//! # Tax Module
//!
//! Classifies line items and prices them with sales tax.
//!
//! ## Classification Matrix
//! ```text
//! ┌─────────────────────────────────────────────────────────────────────────┐
//! │                  Tax Rate by Item Classification                        │
//! │                                                                         │
//! │                      │  not imported   │  imported                      │
//! │  ────────────────────┼─────────────────┼──────────────────────         │
//! │  exempt              │  0%             │  5%  (import only)             │
//! │  (book, chocolate,   │                 │                                │
//! │   pills)             │                 │                                │
//! │  ────────────────────┼─────────────────┼──────────────────────         │
//! │  taxable             │  10% (base)     │  15% (base + import)           │
//! │                                                                         │
//! │  Classification is a case-sensitive substring search on the name.      │
//! └─────────────────────────────────────────────────────────────────────────┘
//! ```
//!
//! ## Pricing Flow
//! ```text
//! LineItem { 1, "music CD", 14.99 }
//!      │
//!      ▼
//! tax_rate()      → 10%
//!      │
//!      ▼
//! compute_tax()   → 1.499 → 1.50 (next nickel)
//!      │
//!      ▼
//! price_with_tax()→ 16.49
//! ```

use crate::money::Money;
use crate::types::{LineItem, ReceiptLine, TaxRate};
use crate::validation::{validate_tax_rate, ValidationResult};

// =============================================================================
// Standard Policy Constants
// =============================================================================

/// Base sales tax applied to every non-exempt item.
pub const BASE_SALES_TAX: TaxRate = TaxRate::from_bps(1000);

/// Surcharge applied to every imported item, exempt or not.
pub const IMPORT_DUTY: TaxRate = TaxRate::from_bps(500);

/// Name fragments that mark an item as exempt from the base sales tax.
pub const TAX_EXEMPT_KEYWORDS: &[&str] = &["book", "chocolate", "chocolates", "pills"];

/// Name fragment that marks an item as imported.
pub const IMPORTED_MARKER: &str = "imported";

/// Rounds `price × rate` up to the next nickel.
///
/// ## Example
/// ```rust
/// use receipt_core::money::Money;
/// use receipt_core::tax::{compute_tax, BASE_SALES_TAX};
///
/// assert_eq!(compute_tax(Money::from_cents(1000), BASE_SALES_TAX).cents(), 50);
/// ```
#[inline]
pub fn compute_tax(price: Money, rate: TaxRate) -> Money {
    price.calculate_tax(rate)
}

// =============================================================================
// Tax Class
// =============================================================================

/// The two independent facts a name can carry.
#[derive(Debug, Clone, Copy, PartialEq, Eq, Default)]
pub struct TaxClass {
    pub exempt: bool,
    pub imported: bool,
}

// =============================================================================
// Tax Policy
// =============================================================================

/// The sales tax rules: rates plus the keywords that classify an item.
///
/// `TaxPolicy::default()` is the standard policy (10% base, 5% import,
/// books / chocolates / pills exempt).
#[derive(Debug, Clone, PartialEq, Eq)]
pub struct TaxPolicy {
    base_rate: TaxRate,
    import_rate: TaxRate,
    exempt_keywords: Vec<String>,
    import_marker: String,
}

impl Default for TaxPolicy {
    fn default() -> Self {
        TaxPolicy {
            base_rate: BASE_SALES_TAX,
            import_rate: IMPORT_DUTY,
            exempt_keywords: TAX_EXEMPT_KEYWORDS.iter().map(|k| k.to_string()).collect(),
            import_marker: IMPORTED_MARKER.to_string(),
        }
    }
}

impl TaxPolicy {
    /// Creates a policy with custom rates and the standard keywords.
    pub fn with_rates(base_rate: TaxRate, import_rate: TaxRate) -> ValidationResult<Self> {
        validate_tax_rate(base_rate)?;
        validate_tax_rate(import_rate)?;
        validate_tax_rate(base_rate + import_rate)?;

        Ok(TaxPolicy {
            base_rate,
            import_rate,
            ..TaxPolicy::default()
        })
    }

    #[inline]
    pub fn base_rate(&self) -> TaxRate {
        self.base_rate
    }

    #[inline]
    pub fn import_rate(&self) -> TaxRate {
        self.import_rate
    }

    /// True if any exempt keyword occurs in `name`.
    ///
    /// ## Example
    /// ```rust
    /// use receipt_core::tax::TaxPolicy;
    ///
    /// let policy = TaxPolicy::default();
    /// assert!(policy.is_tax_exempt("packet of headache pills"));
    /// assert!(!policy.is_tax_exempt("music CD"));
    /// // case-sensitive
    /// assert!(!policy.is_tax_exempt("Book"));
    /// ```
    pub fn is_tax_exempt(&self, name: &str) -> bool {
        self.exempt_keywords.iter().any(|k| name.contains(k.as_str()))
    }

    /// True if the name says the item is imported.
    pub fn is_imported(&self, name: &str) -> bool {
        name.contains(self.import_marker.as_str())
    }

    pub fn classify(&self, name: &str) -> TaxClass {
        TaxClass {
            exempt: self.is_tax_exempt(name),
            imported: self.is_imported(name),
        }
    }

    /// The combined rate for an item.
    pub fn tax_rate(&self, item: &LineItem) -> TaxRate {
        let class = self.classify(item.name());

        let base = if class.exempt {
            TaxRate::zero()
        } else {
            self.base_rate
        };

        if class.imported {
            base + self.import_rate
        } else {
            base
        }
    }

    /// Nickel-rounded tax on the item's price.
    ///
    /// Quantity is a label on the line; it does not scale the tax.
    pub fn tax_amount(&self, item: &LineItem) -> Money {
        compute_tax(item.unit_price(), self.tax_rate(item))
    }

    /// Price plus its tax.
    ///
    /// Cannot overflow: prices are capped at `MAX_PRICE_CENTS` and the
    /// rate at 100%.
    pub fn price_with_tax(&self, item: &LineItem) -> Money {
        item.unit_price() + self.tax_amount(item)
    }

    /// Prices an item into the snapshot stored on a receipt.
    pub fn price(&self, item: &LineItem) -> ReceiptLine {
        ReceiptLine {
            quantity: item.quantity(),
            name: item.name().to_string(),
            unit_price: item.unit_price(),
            tax: self.tax_amount(item),
            price: self.price_with_tax(item),
        }
    }
}

// =============================================================================
// Unit Tests
// =============================================================================
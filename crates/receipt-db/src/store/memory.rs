//! In-memory receipt store.
//!
//! Intended for tests and one-shot runs; nothing survives the process.

use std::collections::BTreeMap;

use async_trait::async_trait;
use receipt_core::{Receipt, ReceiptOp, StoreWrite};
use tokio::sync::Mutex;
use tracing::debug;

use super::ReceiptStore;
use crate::error::DbResult;

/// Receipts keyed by name, behind one lock.
///
/// Every operation holds the lock for its whole duration, so `apply` is a
/// single critical section.
#[derive(Debug, Default)]
pub struct InMemoryStore {
    receipts: Mutex<BTreeMap<String, Receipt>>,
}

impl InMemoryStore {
    pub fn new() -> Self {
        Self::default()
    }
}

#[async_trait]
impl ReceiptStore for InMemoryStore {
    async fn get(&self, key: &str) -> DbResult<Option<Receipt>> {
        Ok(self.receipts.lock().await.get(key).cloned())
    }

    async fn put(&self, receipt: &Receipt) -> DbResult<()> {
        self.receipts
            .lock()
            .await
            .insert(receipt.key().to_string(), receipt.clone());
        Ok(())
    }

    async fn delete(&self, key: &str) -> DbResult<bool> {
        Ok(self.receipts.lock().await.remove(key).is_some())
    }

    async fn keys(&self) -> DbResult<Vec<String>> {
        Ok(self.receipts.lock().await.keys().cloned().collect())
    }

    async fn clear(&self) -> DbResult<u64> {
        let mut receipts = self.receipts.lock().await;
        let removed = receipts.len() as u64;
        receipts.clear();
        Ok(removed)
    }

    async fn apply(&self, key: &str, op: ReceiptOp) -> DbResult<Option<Receipt>> {
        let mut receipts = self.receipts.lock().await;

        let op_name = op.name();
        let transition = op.apply(key, receipts.get(key).cloned())?;

        match transition.write {
            StoreWrite::Put(receipt) => {
                receipts.insert(key.to_string(), receipt);
            }
            StoreWrite::Delete => {
                receipts.remove(key);
            }
            StoreWrite::Nothing => {}
        }

        debug!(key = %key, op = op_name, "Applied receipt operation in memory");

        Ok(transition.output)
    }
}

#[cfg(test)]
mod tests {
    use super::*;
    use chrono::Utc;
    use receipt_core::{LineItem, TaxPolicy};
    use std::sync::Arc;

    fn append(name: &str, price: &str) -> ReceiptOp {
        let item = LineItem::parse(1, name, price).unwrap();
        ReceiptOp::Append {
            line: TaxPolicy::default().price(&item),
            at: Utc::now(),
        }
    }

    #[tokio::test]
    async fn test_get_put_delete() {
        let store = InMemoryStore::new();
        let receipt = Receipt::open("a", Utc::now());

        assert!(store.get("a").await.unwrap().is_none());
        store.put(&receipt).await.unwrap();
        assert_eq!(store.get("a").await.unwrap(), Some(receipt));

        assert!(store.delete("a").await.unwrap());
        assert!(!store.delete("a").await.unwrap());
    }

    #[tokio::test]
    async fn test_keys_and_clear() {
        let store = InMemoryStore::new();
        store.apply("b", append("book", "1.00")).await.unwrap();
        store.apply("a", append("book", "1.00")).await.unwrap();

        assert_eq!(store.keys().await.unwrap(), vec!["a", "b"]);
        assert_eq!(store.clear().await.unwrap(), 2);
        assert!(store.keys().await.unwrap().is_empty());
    }

    #[tokio::test]
    async fn test_apply_checkout_removes_key() {
        let store = InMemoryStore::new();
        store.apply("k", append("music CD", "14.99")).await.unwrap();

        let receipt = store.apply("k", ReceiptOp::Checkout).await.unwrap().unwrap();
        assert_eq!(receipt.total().cents(), 1649);
        assert!(store.get("k").await.unwrap().is_none());
        assert!(store.apply("k", ReceiptOp::Checkout).await.unwrap().is_none());
    }

    #[tokio::test]
    async fn test_concurrent_appends_are_not_lost() {
        let store = Arc::new(InMemoryStore::new());

        let mut handles = Vec::new();
        for _ in 0..50 {
            let store = Arc::clone(&store);
            handles.push(tokio::spawn(async move {
                store.apply("shared", append("chocolate bar", "0.85")).await
            }));
        }
        for handle in handles {
            handle.await.unwrap().unwrap();
        }

        let receipt = store.get("shared").await.unwrap().unwrap();
        assert_eq!(receipt.item_count(), 50);
        assert_eq!(receipt.total().cents(), 50 * 85);
    }
}
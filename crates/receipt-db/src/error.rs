//! # Database Error Types
//!
//! Error types for store operations.
//!
//! ## Error Flow
//! ```text
//! ┌─────────────────────────────────────────────────────────────────────────┐
//! │                    Error Propagation                                    │
//! │                                                                         │
//! │  sqlx::Error / serde_json::Error / ValidationError                     │
//! │       │                                                                 │
//! │       ▼                                                                 │
//! │  DbError (this module) ← Adds context and categorization               │
//! │       │                                                                 │
//! │       ▼                                                                 │
//! │  anyhow::Error (in CLI) ← Printed to the user                          │
//! │                                                                         │
//! └─────────────────────────────────────────────────────────────────────────┘
//! ```

use receipt_core::{CoreError, ValidationError};
use thiserror::Error;

/// Store operation errors.
#[derive(Debug, Error)]
pub enum DbError {
    /// Entity not found in database.
    #[error("{entity} not found: {id}")]
    NotFound { entity: String, id: String },

    /// Database connection failed.
    ///
    /// ## When This Occurs
    /// - Database file can't be created
    /// - File permissions issue
    /// - Disk full
    #[error("Connection failed: {0}")]
    ConnectionFailed(String),

    /// Migration failed.
    #[error("Migration failed: {0}")]
    MigrationFailed(String),

    /// Query execution failed.
    #[error("Query failed: {0}")]
    QueryFailed(String),

    /// Transaction failed to begin or commit.
    #[error("Transaction failed: {0}")]
    TransactionFailed(String),

    /// Pool exhausted (all connections in use).
    #[error("Connection pool exhausted")]
    PoolExhausted,

    /// A stored payload could not be encoded or decoded.
    #[error("Serialization failed: {0}")]
    Serialization(String),

    /// A receipt rule failed: a stored payload violates its invariants,
    /// or an append would overflow the running totals.
    #[error("Receipt rejected: {0}")]
    Receipt(#[from] CoreError),

    /// Caller supplied invalid input.
    #[error("Invalid input: {0}")]
    Validation(#[from] ValidationError),

    /// Internal database error.
    #[error("Internal database error: {0}")]
    Internal(String),
}

impl DbError {
    /// Creates a NotFound error for a given entity type and ID.
    pub fn not_found(entity: impl Into<String>, id: impl Into<String>) -> Self {
        DbError::NotFound {
            entity: entity.into(),
            id: id.into(),
        }
    }
}

/// Convert sqlx errors to DbError.
///
/// ## Error Mapping
/// ```text
/// sqlx::Error::RowNotFound    → DbError::NotFound
/// sqlx::Error::Database       → DbError::QueryFailed
/// sqlx::Error::PoolTimedOut   → DbError::PoolExhausted
/// sqlx::Error::PoolClosed     → DbError::ConnectionFailed
/// Other                       → DbError::Internal
/// ```
impl From<sqlx::Error> for DbError {
    fn from(err: sqlx::Error) -> Self {
        match err {
            sqlx::Error::RowNotFound => DbError::not_found("Record", "unknown"),

            sqlx::Error::Database(db_err) => DbError::QueryFailed(db_err.message().to_string()),

            sqlx::Error::PoolTimedOut => DbError::PoolExhausted,

            sqlx::Error::PoolClosed => DbError::ConnectionFailed("Pool is closed".to_string()),

            _ => DbError::Internal(err.to_string()),
        }
    }
}

impl From<sqlx::migrate::MigrateError> for DbError {
    fn from(err: sqlx::migrate::MigrateError) -> Self {
        DbError::MigrationFailed(err.to_string())
    }
}

impl From<serde_json::Error> for DbError {
    fn from(err: serde_json::Error) -> Self {
        DbError::Serialization(err.to_string())
    }
}

/// Result type for database operations.
pub type DbResult<T> = Result<T, DbError>;
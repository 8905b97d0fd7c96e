//! # Validation Module
//!
//! Input validation utilities for line items and receipt keys.
//!
//! ## Validation Strategy
//! ```text
//! ┌─────────────────────────────────────────────────────────────────────────┐
//! │                      Validation Layers                                  │
//! │                                                                         │
//! │  Layer 1: CLI (clap)                                                   │
//! │  └── Type validation (quantity parses as an integer)                   │
//! │           │                                                             │
//! │           ▼                                                             │
//! │  Layer 2: THIS MODULE                                                  │
//! │  ├── Business rule validation (positive quantity, non-negative price)  │
//! │  └── Called by LineItem::new and ReceiptBook                           │
//! │           │                                                             │
//! │           ▼                                                             │
//! │  Layer 3: Database (SQLite)                                            │
//! │  └── PRIMARY KEY / NOT NULL constraints                                │
//! └─────────────────────────────────────────────────────────────────────────┘
//! ```

use crate::error::ValidationError;
use crate::money::Money;
use crate::types::TaxRate;
use crate::{MAX_KEY_LENGTH, MAX_NAME_LENGTH, MAX_PRICE_CENTS};

/// Result type for validation operations.
pub type ValidationResult<T> = Result<T, ValidationError>;

// =============================================================================
// String Validators
// =============================================================================

/// Validates a receipt key.
///
/// ## Rules
/// - Must not be empty or whitespace
/// - Must be at most MAX_KEY_LENGTH characters
///
/// ## Example
/// ```rust
/// use receipt_core::validation::validate_receipt_key;
///
/// assert!(validate_receipt_key("input1").is_ok());
/// assert!(validate_receipt_key("  ").is_err());
/// ```
pub fn validate_receipt_key(key: &str) -> ValidationResult<()> {
    let key = key.trim();

    if key.is_empty() {
        return Err(ValidationError::Required {
            field: "receipt key".to_string(),
        });
    }

    if key.chars().count() > MAX_KEY_LENGTH {
        return Err(ValidationError::TooLong {
            field: "receipt key".to_string(),
            max: MAX_KEY_LENGTH,
        });
    }

    Ok(())
}

/// Validates a product name.
///
/// ## Rules
/// - Must not be empty
/// - Must be at most MAX_NAME_LENGTH characters
pub fn validate_product_name(name: &str) -> ValidationResult<()> {
    let name = name.trim();

    if name.is_empty() {
        return Err(ValidationError::Required {
            field: "name".to_string(),
        });
    }

    if name.chars().count() > MAX_NAME_LENGTH {
        return Err(ValidationError::TooLong {
            field: "name".to_string(),
            max: MAX_NAME_LENGTH,
        });
    }

    Ok(())
}

// =============================================================================
// Numeric Validators
// =============================================================================

/// Validates a quantity value.
///
/// ## Rules
/// - Must be positive (> 0)
pub fn validate_quantity(qty: i64) -> ValidationResult<()> {
    if qty <= 0 {
        return Err(ValidationError::MustBePositive {
            field: "quantity".to_string(),
        });
    }

    Ok(())
}

/// Validates a unit price.
///
/// ## Rules
/// - Must be non-negative (>= 0)
/// - Zero is allowed (free items)
/// - Must not exceed MAX_PRICE_CENTS
pub fn validate_price(price: Money) -> ValidationResult<()> {
    if price.is_negative() || price.cents() > MAX_PRICE_CENTS {
        return Err(ValidationError::OutOfRange {
            field: "price".to_string(),
            min: 0,
            max: MAX_PRICE_CENTS,
        });
    }

    Ok(())
}

/// Validates a tax rate.
///
/// ## Rules
/// - Must be between 0 and 10000 bps (0% to 100%)
pub fn validate_tax_rate(rate: TaxRate) -> ValidationResult<()> {
    if rate.bps() > 10_000 {
        return Err(ValidationError::OutOfRange {
            field: "tax_rate".to_string(),
            min: 0,
            max: 10_000,
        });
    }

    Ok(())
}

// =============================================================================
// Unit Tests
// =============================================================================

*Problem details*.
Your answer should consist only of the number of lines in the entries above that include "Mutex".

*Answer space*.
2